**TASK OBJECTIVE:**
Please return every line below that contains the string "MigrationMode".

━━ DATA RECORDS

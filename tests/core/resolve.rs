#[path = "fixtures.rs"]
mod fixtures;

use chatshift::core::error::ChatshiftError;
use chatshift::core::journal::Journal;
use chatshift::core::migrate::{MigrationMode, migrate_sessions};
use chatshift::core::resolve::resolve_tokens;
use chatshift::core::session;
use fixtures::{StorageFixture, composer, record_ids};

#[test]
fn numbers_resolve_against_the_printed_listing_order() {
    let fx = StorageFixture::new();
    fx.add_workspace("alpha");
    fx.seed_composer(
        "alpha",
        &[composer("r-old", "old", 100, &[]), composer("r-new", "new", 9000, &[])],
        &[],
    );

    let stores = fx.stores();
    let listing = session::list_sessions(&stores).unwrap();

    // Newest first: position 1 is r-new even though r-old is first in the
    // stored array.
    let resolved = resolve_tokens(&["1".to_string(), "2".to_string()], &listing).unwrap();
    assert_eq!(resolved, vec!["r-new".to_string(), "r-old".to_string()]);
}

#[test]
fn mixed_tokens_resolve_in_input_order() {
    let fx = StorageFixture::new();
    fx.add_workspace("alpha");
    fx.seed_composer(
        "alpha",
        &[composer("r1", "one", 300, &[]), composer("r2", "two", 200, &[])],
        &[],
    );

    let stores = fx.stores();
    let listing = session::list_sessions(&stores).unwrap();
    let resolved =
        resolve_tokens(&["r2,1".to_string(), "r2".to_string()], &listing).unwrap();
    assert_eq!(
        resolved,
        vec!["r2".to_string(), "r1".to_string(), "r2".to_string()]
    );
}

#[test]
fn out_of_range_number_fails_the_whole_request() {
    let fx = StorageFixture::new();
    fx.add_workspace("alpha");
    fx.seed_composer("alpha", &[composer("r1", "one", 300, &[])], &[]);

    let stores = fx.stores();
    let listing = session::list_sessions(&stores).unwrap();
    let err = resolve_tokens(&["2".to_string()], &listing).unwrap_err();
    assert!(matches!(err, ChatshiftError::RecordNotFound(_)));
}

#[test]
fn a_resolved_number_drives_a_migration() {
    let fx = StorageFixture::new();
    fx.add_workspace("alpha");
    let beta = fx.add_workspace("beta");
    fx.seed_composer(
        "alpha",
        &[composer("r-old", "old", 100, &[]), composer("r-new", "new", 9000, &[])],
        &[],
    );

    let stores = fx.stores();
    let listing = session::list_sessions(&stores).unwrap();
    let identifiers = resolve_tokens(&["1".to_string()], &listing).unwrap();

    let results = migrate_sessions(
        &stores,
        &identifiers,
        &beta,
        MigrationMode::Move,
        false,
        &Journal::disabled(),
    )
    .unwrap();
    assert!(results[0].success);
    assert_eq!(record_ids(&fx.workspace_db("alpha")), vec!["r-old"]);
    assert_eq!(record_ids(&fx.workspace_db("beta")), vec!["r-new"]);
}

━━━━

**ANSWER BOX:**
use chatshift::core::migrate::{MigrationMode, migrate_sessions};
        MigrationMode::Move,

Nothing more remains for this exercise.